The Way to Keep in Touch.

Why Obfuscation does not mean Security

Why Obfuscation does not mean Security

Whether you chose to redact, mask or to anonymize a document or a form; you must be aware that does not mean the data is now fully protected from wandering eyes. For instance consider the following Data Report from a hospital.

Patient Visit Report:

First Name

Last Name

Gender

Zip Code

Date of Birth

Chief Complaint

Eric

Gardner

Male

89876

05/08/1978

Red Eyes

Tony

Foyle

Male

89877

09/07/1986

Sore Throat

Amanda

Sampson

Female

89879

11/23/1990

Nasal congestion

Dona

Garcia

Female

89872

02/17/1972

Chest Pain

Masked Patient Visit Report:

First Name

Last Name

Gender

Zip Code

Date of Birth

Chief Complaint

EXXX

xxxxxxxer

Male

89876

XX/XX/1978

Red Eyes

XXXy

Fxxxxxx

Male

89877

XX/XX/1986

Sore Throat

Axxxxa

Sxxxxxxxxx

Female

89879

XX/XX/1990

Nasal congestion

Doxxxxx

XXXXXia

Female

89872

XX/XX/1972

Chest Pain

Notice that our masked report actually completely conceals the patients’ identities. We could hand this data to a researcher with peace of mind and be quite comfortable that we have not violated any of the patient’s data privacy right under HIPAA. But if this same report was handed to an insurance company investigator he might very well be able to cross reference this data with existing data sets and fully identify a person.

Thus it is important to remember that obfuscating identity is only very effective in cases where the consumer of obfuscated data does not have access to other pieces of data that are in some way associated with the shared data.

It is kind of like Solving for a Multi Variable Algebra Problem in High school not unlike the following.

Example 1: X = Y+10, Z = Y+30, Z =40. , Y=-10, X = 0;

Example 2: K = 7 + J, J = J * 0; -> K = 7, J = 0

Example 3: A = B^2, A = 49 -> B = +/- 7

The point of the Algebra Expressions above is to demonstrate that sometimes it is possible to pinpoint or at least narrow down the possibilities of missing pieces of data by cross referencing the limited known data against other known pieces of data or against other black listed pieces of data.
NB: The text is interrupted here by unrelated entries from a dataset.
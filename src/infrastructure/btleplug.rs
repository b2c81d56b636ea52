//! btleplug-backed radio adapter.
//!
//! Thin translation layer between the [`RadioAdapter`] capability set and the
//! cross-platform `btleplug` central API. All session logic (dedup, caching,
//! lifecycle) lives above this boundary; this module only pumps events,
//! resolves peripherals and mints opaque handles.

use crate::domain::models::{
    AdapterState, Advertisement, CharacteristicInfo, CharacteristicProps, ConnectionHandle,
    DeviceId, ServiceId, ServiceInfo,
};
use crate::error::AdapterError;
use crate::infrastructure::adapter::{RadioAdapter, ScanEvent};
use ::btleplug::api::{
    Central, CentralEvent, CentralState, CharPropFlags, Manager as _, Peripheral as _, ScanFilter,
};
use ::btleplug::platform::{Adapter, Manager, Peripheral, PeripheralId};
use async_trait::async_trait;
use futures::StreamExt;
use parking_lot::Mutex;
use std::collections::HashMap;
use std::sync::Arc;
use tokio::sync::mpsc;
use tracing::{debug, warn};

fn backend(e: ::btleplug::Error) -> AdapterError {
    AdapterError::Backend(e.to_string())
}

struct ServiceSnapshot {
    info: ServiceInfo,
    characteristics: Vec<CharacteristicInfo>,
}

struct ConnectionState {
    peripheral: Peripheral,
    /// Filled by `enumerate_services`, read by `enumerate_characteristics`.
    services: Vec<ServiceSnapshot>,
}

#[derive(Default)]
struct Inner {
    state: AdapterState,
    peripherals: HashMap<DeviceId, PeripheralId>,
    connections: HashMap<u64, ConnectionState>,
    next_handle: u64,
    scan_tx: Option<mpsc::UnboundedSender<ScanEvent>>,
    state_subscribers: Vec<mpsc::UnboundedSender<AdapterState>>,
}

/// Cross-platform [`RadioAdapter`] over the first system Bluetooth adapter.
pub struct BtleplugRadio {
    adapter: Adapter,
    inner: Arc<Mutex<Inner>>,
}

impl BtleplugRadio {
    /// Grab the default adapter and start the central event pump. Must run
    /// inside a tokio runtime.
    pub async fn new() -> Result<Self, AdapterError> {
        let manager = Manager::new().await.map_err(backend)?;
        let adapter = manager
            .adapters()
            .await
            .map_err(backend)?
            .into_iter()
            .next()
            .ok_or_else(|| AdapterError::Backend("no bluetooth adapter found".into()))?;

        let inner = Arc::new(Mutex::new(Inner::default()));
        let radio = Self {
            adapter: adapter.clone(),
            inner: inner.clone(),
        };

        let events = adapter.events().await.map_err(backend)?;
        tokio::spawn(pump_events(adapter, inner, events));

        Ok(radio)
    }

    fn connection_peripheral(&self, handle: ConnectionHandle) -> Result<Peripheral, AdapterError> {
        self.inner
            .lock()
            .connections
            .get(&handle.raw())
            .map(|c| c.peripheral.clone())
            .ok_or(AdapterError::InvalidHandle)
    }

    async fn find_peripheral(&self, id: &DeviceId) -> Result<Peripheral, AdapterError> {
        let known_pid = self.inner.lock().peripherals.get(id).cloned();
        if let Some(pid) = known_pid {
            if let Ok(peripheral) = self.adapter.peripheral(&pid).await {
                return Ok(peripheral);
            }
        }

        // Not seen by our pump; walk the platform's peripheral list.
        let peripherals = self.adapter.peripherals().await.map_err(backend)?;
        for peripheral in peripherals {
            if peripheral.address().to_string() == id.as_str() {
                return Ok(peripheral);
            }
        }
        Err(AdapterError::DeviceNotFound(id.clone()))
    }
}

/// Long-lived pump translating `CentralEvent`s into advertisements and state
/// notifications.
async fn pump_events(
    adapter: Adapter,
    inner: Arc<Mutex<Inner>>,
    mut events: futures::stream::BoxStream<'static, CentralEvent>,
) {
    while let Some(event) = events.next().await {
        match event {
            CentralEvent::DeviceDiscovered(pid) | CentralEvent::DeviceUpdated(pid) => {
                let Ok(peripheral) = adapter.peripheral(&pid).await else {
                    continue;
                };
                let props = match peripheral.properties().await {
                    Ok(Some(props)) => props,
                    _ => continue,
                };

                let id = DeviceId::new(props.address.to_string());
                let mut guard = inner.lock();
                guard.peripherals.insert(id.clone(), pid);
                if let Some(tx) = &guard.scan_tx {
                    let _ = tx.send(ScanEvent::Advertisement(Advertisement {
                        id,
                        local_name: props.local_name,
                        rssi: props.rssi,
                    }));
                }
            }
            CentralEvent::StateUpdate(state) => {
                let mapped = match state {
                    CentralState::PoweredOn => AdapterState::PoweredOn,
                    CentralState::PoweredOff => AdapterState::PoweredOff,
                    _ => AdapterState::Unknown,
                };
                debug!(?mapped, "central state update");
                let mut guard = inner.lock();
                guard.state = mapped;
                guard
                    .state_subscribers
                    .retain(|tx| tx.send(mapped).is_ok());
            }
            _ => {}
        }
    }
    debug!("central event stream ended");
}

#[async_trait]
impl RadioAdapter for BtleplugRadio {
    async fn state(&self) -> AdapterState {
        // btleplug only reports transitions on some platforms; Unknown until
        // the first StateUpdate arrives.
        self.inner.lock().state
    }

    async fn subscribe_state(&self) -> mpsc::UnboundedReceiver<AdapterState> {
        let (tx, rx) = mpsc::unbounded_channel();
        self.inner.lock().state_subscribers.push(tx);
        rx
    }

    async fn begin_scan(&self) -> Result<mpsc::UnboundedReceiver<ScanEvent>, AdapterError> {
        self.adapter
            .start_scan(ScanFilter::default())
            .await
            .map_err(backend)?;
        let (tx, rx) = mpsc::unbounded_channel();
        self.inner.lock().scan_tx = Some(tx);
        Ok(rx)
    }

    async fn end_scan(&self) -> Result<(), AdapterError> {
        self.inner.lock().scan_tx = None;
        self.adapter.stop_scan().await.map_err(backend)
    }

    async fn connect(&self, id: &DeviceId) -> Result<ConnectionHandle, AdapterError> {
        let peripheral = self.find_peripheral(id).await?;
        peripheral.connect().await.map_err(backend)?;

        let mut guard = self.inner.lock();
        let raw = guard.next_handle;
        guard.next_handle += 1;
        guard.connections.insert(
            raw,
            ConnectionState {
                peripheral,
                services: Vec::new(),
            },
        );
        Ok(ConnectionHandle::new(raw))
    }

    async fn cancel_connect(&self, id: &DeviceId) -> Result<(), AdapterError> {
        // btleplug has no dedicated cancel primitive; dropping the link
        // aborts a pending attempt on every supported platform.
        let peripheral = self.find_peripheral(id).await?;
        peripheral.disconnect().await.map_err(backend)
    }

    async fn enumerate_services(
        &self,
        handle: ConnectionHandle,
    ) -> Result<Vec<ServiceInfo>, AdapterError> {
        let peripheral = self.connection_peripheral(handle)?;
        peripheral.discover_services().await.map_err(backend)?;

        let mut snapshot = Vec::new();
        let mut infos = Vec::new();
        for (idx, service) in peripheral.services().into_iter().enumerate() {
            let info = ServiceInfo {
                id: ServiceId::new(idx as u32),
                uuid: service.uuid,
            };
            infos.push(info.clone());
            snapshot.push(ServiceSnapshot {
                info,
                characteristics: service
                    .characteristics
                    .into_iter()
                    .map(characteristic_info)
                    .collect(),
            });
        }

        let mut guard = self.inner.lock();
        match guard.connections.get_mut(&handle.raw()) {
            Some(conn) => conn.services = snapshot,
            None => warn!("connection vanished during service discovery"),
        }
        Ok(infos)
    }

    async fn enumerate_characteristics(
        &self,
        handle: ConnectionHandle,
        service: ServiceId,
    ) -> Result<Vec<CharacteristicInfo>, AdapterError> {
        let guard = self.inner.lock();
        let conn = guard
            .connections
            .get(&handle.raw())
            .ok_or(AdapterError::InvalidHandle)?;
        conn.services
            .iter()
            .find(|s| s.info.id == service)
            .map(|s| s.characteristics.clone())
            .ok_or_else(|| AdapterError::Backend("service not in discovery snapshot".into()))
    }

    async fn disconnect(&self, handle: ConnectionHandle) -> Result<(), AdapterError> {
        let conn = self
            .inner
            .lock()
            .connections
            .remove(&handle.raw())
            .ok_or(AdapterError::InvalidHandle)?;
        conn.peripheral.disconnect().await.map_err(backend)
    }
}

fn characteristic_info(c: ::btleplug::api::Characteristic) -> CharacteristicInfo {
    CharacteristicInfo {
        uuid: c.uuid,
        properties: CharacteristicProps {
            read: c.properties.contains(CharPropFlags::READ),
            write: c.properties.contains(CharPropFlags::WRITE),
            write_without_response: c.properties.contains(CharPropFlags::WRITE_WITHOUT_RESPONSE),
            notify: c.properties.contains(CharPropFlags::NOTIFY),
            indicate: c.properties.contains(CharPropFlags::INDICATE),
        },
    }
}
In a patient’s case if I knew What Letter the First Name Started with and I knew the Gender, and I knew the Postal Code of the neighborhood where the person lived and I had their Year of Birth. I have effectively been able to eliminate many possibilities from my search population. Imagine how quickly somebody with access to marketing databases can come up with a list of candidates that have the best probability to fill the hole with the missing data.